Post transfusion Hb check
Hi, I had a 3 unit blood transfusion today. The lab didn't do a Hb with the cross match so I don't know what my pre transfusion level was.

One hour after the end of my last unit of blood the Hb level showed 85. I know I felt bad before the transfusion but I don't think my Hb would have been in the 50s.

How long does it take to get an accurate Hb level post transfusion? Should it show an immediate increase? The result also said I had NRBCs, burr cells, stomatocytes and elongated cells. Could this be a sign of haemolysis?

I'm a bit disappointed (worried) about the speed and severity of my transfusion dependence. The Nurse Manager mentioned having another transfusion next week.
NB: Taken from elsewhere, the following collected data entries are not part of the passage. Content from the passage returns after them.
//! Test case entity and related types

use serde::{Deserialize, Serialize};
use serde_json::Value;

use super::validation::{resolve_target_argument, validate_function_schema, TestCaseValidationError};
use crate::domain::checker::{BoundChecker, CheckerKind, CheckerRegistry, InstructionGroup};
use crate::domain::llm::FunctionSchema;

/// Test case identifier, `<source>#<index>` for dataset-loaded cases
#[derive(Debug, Clone, PartialEq, Eq, Hash, PartialOrd, Ord, Serialize, Deserialize)]
#[serde(try_from = "String", into = "String")]
pub struct TestCaseId(String);

impl TestCaseId {
    pub fn new(id: impl Into<String>) -> Result<Self, TestCaseValidationError> {
        let id = id.into();
        if id.trim().is_empty() {
            return Err(TestCaseValidationError::IdRequired);
        }
        Ok(Self(id))
    }

    pub fn as_str(&self) -> &str {
        &self.0
    }
}

impl TryFrom<String> for TestCaseId {
    type Error = TestCaseValidationError;

    fn try_from(value: String) -> Result<Self, Self::Error> {
        Self::new(value)
    }
}

impl From<TestCaseId> for String {
    fn from(id: TestCaseId) -> Self {
        id.0
    }
}

impl std::fmt::Display for TestCaseId {
    fn fmt(&self, f: &mut std::fmt::Formatter<'_>) -> std::fmt::Result {
        write!(f, "{}", self.0)
    }
}

/// One benchmark item: a prompt, the function the model must call, and the
/// formatting rule the target argument must satisfy
#[derive(Debug, Clone, Serialize)]
pub struct TestCase {
    id: TestCaseId,
    checker_kind: CheckerKind,
    checker_params: Value,
    prompt_text: String,
    function_schema: FunctionSchema,
    target_argument: String,
    #[serde(skip)]
    checker: BoundChecker,
}

impl TestCase {
    /// Validate every field and bind the checker
    pub fn new(
        id: TestCaseId,
        checker_kind: CheckerKind,
        checker_params: Value,
        prompt_text: impl Into<String>,
        function_schema: FunctionSchema,
        target_argument: Option<&str>,
    ) -> Result<Self, TestCaseValidationError> {
        let prompt_text = prompt_text.into();
        if prompt_text.trim().is_empty() {
            return Err(TestCaseValidationError::PromptRequired);
        }

        validate_function_schema(&function_schema)?;
        let target_argument = resolve_target_argument(&function_schema, target_argument)?;
        let checker = CheckerRegistry::build(checker_kind, &checker_params)?;

        Ok(Self {
            id,
            checker_kind,
            checker_params: checker.params().clone(),
            prompt_text,
            function_schema,
            target_argument,
            checker,
        })
    }

    pub fn id(&self) -> &TestCaseId {
        &self.id
    }

    pub fn checker_kind(&self) -> CheckerKind {
        self.checker_kind
    }

    pub fn group(&self) -> InstructionGroup {
        self.checker_kind.group()
    }

    pub fn checker_params(&self) -> &Value {
        &self.checker_params
    }

    pub fn prompt_text(&self) -> &str {
        &self.prompt_text
    }

    pub fn function_schema(&self) -> &FunctionSchema {
        &self.function_schema
    }

    pub fn target_argument(&self) -> &str {
        &self.target_argument
    }

    pub fn checker(&self) -> &BoundChecker {
        &self.checker
    }

    #[cfg(test)]
    pub(crate) fn with_checker(mut self, checker: BoundChecker) -> Self {
        self.checker = checker;
        self
    }
}

#[cfg(test)]
mod tests {
    use super::*;
    use crate::domain::checker::CheckerParamsError;
    use serde_json::json;

    fn post_schema() -> FunctionSchema {
        FunctionSchema::new(
            "publish_post",
            "Publish a blog post",
            json!({
                "type": "object",
                "properties": {"text": {"type": "string", "description": "Post body"}},
                "required": ["text"]
            }),
        )
    }

    fn id(s: &str) -> TestCaseId {
        TestCaseId::new(s).unwrap()
    }

    #[test]
    fn test_test_case_id_validation() {
        assert!(TestCaseId::new("posts.json#0").is_ok());
        assert_eq!(TestCaseId::new(""), Err(TestCaseValidationError::IdRequired));
        assert_eq!(TestCaseId::new("   "), Err(TestCaseValidationError::IdRequired));
    }

    #[test]
    fn test_test_case_id_serde() {
        let parsed: TestCaseId = serde_json::from_str("\"a#1\"").unwrap();
        assert_eq!(parsed.as_str(), "a#1");
        assert!(serde_json::from_str::<TestCaseId>("\"\"").is_err());
    }

    #[test]
    fn test_new_binds_checker() {
        let case = TestCase::new(
            id("posts.json#0"),
            CheckerKind::NCommas,
            json!({"N": 2}),
            "Write a post with two commas",
            post_schema(),
            None,
        )
        .unwrap();

        assert_eq!(case.target_argument(), "text");
        assert_eq!(case.checker_kind(), CheckerKind::NCommas);
        assert_eq!(case.group(), InstructionGroup::Punctuation);
        assert!(case.checker().check("a, b, c"));
        assert!(!case.checker().check("a, b"));
    }

    #[test]
    fn test_new_rejects_invalid_params() {
        let err = TestCase::new(
            id("posts.json#0"),
            CheckerKind::NCommas,
            json!({"N": "two"}),
            "Write a post",
            post_schema(),
            Some("text"),
        )
        .unwrap_err();

        assert!(matches!(
            err,
            TestCaseValidationError::Checker(CheckerParamsError::Malformed { .. })
        ));
    }

    #[test]
    fn test_new_rejects_blank_prompt() {
        let err = TestCase::new(
            id("x#0"),
            CheckerKind::AllLowercase,
            json!({}),
            "  ",
            post_schema(),
            None,
        )
        .unwrap_err();

        assert_eq!(err, TestCaseValidationError::PromptRequired);
    }

    #[test]
    fn test_new_rejects_unknown_target() {
        let err = TestCase::new(
            id("x#0"),
            CheckerKind::AllLowercase,
            json!({}),
            "write in lowercase",
            post_schema(),
            Some("title"),
        )
        .unwrap_err();

        assert!(matches!(err, TestCaseValidationError::UnknownTargetArgument { .. }));
    }

    #[test]
    fn test_serialization_skips_checker() {
        let case = TestCase::new(
            id("x#0"),
            CheckerKind::AllLowercase,
            json!({}),
            "write in lowercase",
            post_schema(),
            None,
        )
        .unwrap();

        let json = serde_json::to_value(&case).unwrap();
        assert_eq!(json["checker_kind"], "AllLowercaseChecker");
        assert_eq!(json["target_argument"], "text");
        assert!(json.get("checker").is_none());
    }
}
I really don't want weekly transfusions. My liver is already unhappy.



Marlene Thu Jun 27, 2013 11:17 AM

Three units is lot of fluids especially when you add the saline drip. Stands to reason that until your body removes the excess fluids, your CBC would be diluted and show a lower HGB number.

Celery and/or watermelon can help you move that fluid out.

Lbrown Thu Jun 27, 2013 12:18 PM

That's a good question, I have wondered that too.

When I get red cells, the only saline added is right at the end to flush the line. I am pretty sure by the end of the day I've already gotten rid of excess fluids, but I've never had a test right after a transfusion.


Chirley Thu Jun 27, 2013 03:48 PM

Haemodilution crossed my mind too but I didn't get any saline. When the blood ran out they simply flushed my port with a 10 ml syringe, heparin locked it and removed the needle because the blood had run out and the line was full of air. The line was not flushed with saline between blood units. My doctor is very cautious and is very on the ball about having too much fluid. He even comes and listens to my heart and lungs after each unit of blood. (Threatens Lasix :eek:).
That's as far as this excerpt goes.